[[ Exercise material, beginning ]]

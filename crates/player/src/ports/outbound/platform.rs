//! Platform abstraction ports for cross-platform compatibility
//!
//! These traits abstract platform-specific operations so that:
//! 1. Application/presentation code remains platform-agnostic
//! 2. Platform-specific code is isolated in infrastructure
//! 3. Code becomes easily testable with in-memory implementations
//!
//! NOTE: The `Platform` struct (DI container) that aggregates these traits
//! lives in `state/platform.rs`, not here.

/// Tab-scoped storage abstraction (sessionStorage / process memory)
pub trait StorageProvider: Clone + 'static {
    /// Save a string value with the given key
    fn save(&self, key: &str, value: &str);

    /// Load a string value by key, returns None if not found
    fn load(&self, key: &str) -> Option<String>;

    /// Remove a value by key
    fn remove(&self, key: &str);
}

/// Logging abstraction
pub trait LogProvider: Clone + 'static {
    fn info(&self, msg: &str);
    fn warn(&self, msg: &str);
}

/// Browser document operations (page title, etc.)
pub trait DocumentProvider: Clone + 'static {
    /// Set the browser page title (no-op on desktop)
    fn set_page_title(&self, title: &str);
}

/// Storage key constants
///
/// These are kept in the ports layer as they define the contract for
/// what keys are used across the application.
pub mod storage_keys {
    /// Session flag set after a successful login
    pub const IS_AUTHENTICATED: &str = "isAuthenticated";
}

[[ Exercise material, end ]]

Work to be completed
A complete, exact copy of the material is required.

Result for this task
filename crates/player/src/ports/outbound/platform.rs
//! Platform abstraction ports for cross-platform compatibility
//!
//! These traits abstract platform-specific operations so that:
//! 1. Application/presentation code remains platform-agnostic
//! 2. Platform-specific code is isolated in infrastructure
//! 3. Code becomes easily testable with in-memory implementations
//!
//! NOTE: The `Platform` struct (DI container) that aggregates these traits
//! lives in `state/platform.rs`, not here.

/// Tab-scoped storage abstraction (sessionStorage / process memory)
pub trait StorageProvider: Clone + 'static {
    /// Save a string value with the given key
    fn save(&self, key: &str, value: &str);

    /// Load a string value by key, returns None if not found
    fn load(&self, key: &str) -> Option<String>;

    /// Remove a value by key
    fn remove(&self, key: &str);
}

/// Logging abstraction
pub trait LogProvider: Clone + 'static {
    fn info(&self, msg: &str);
    fn warn(&self, msg: &str);
}

/// Browser document operations (page title, etc.)
pub trait DocumentProvider: Clone + 'static {
    /// Set the browser page title (no-op on desktop)
    fn set_page_title(&self, title: &str);
}

/// Storage key constants
///
/// These are kept in the ports layer as they define the contract for
/// what keys are used across the application.
pub mod storage_keys {
    /// Session flag set after a successful login
    pub const IS_AUTHENTICATED: &str = "isAuthenticated";
}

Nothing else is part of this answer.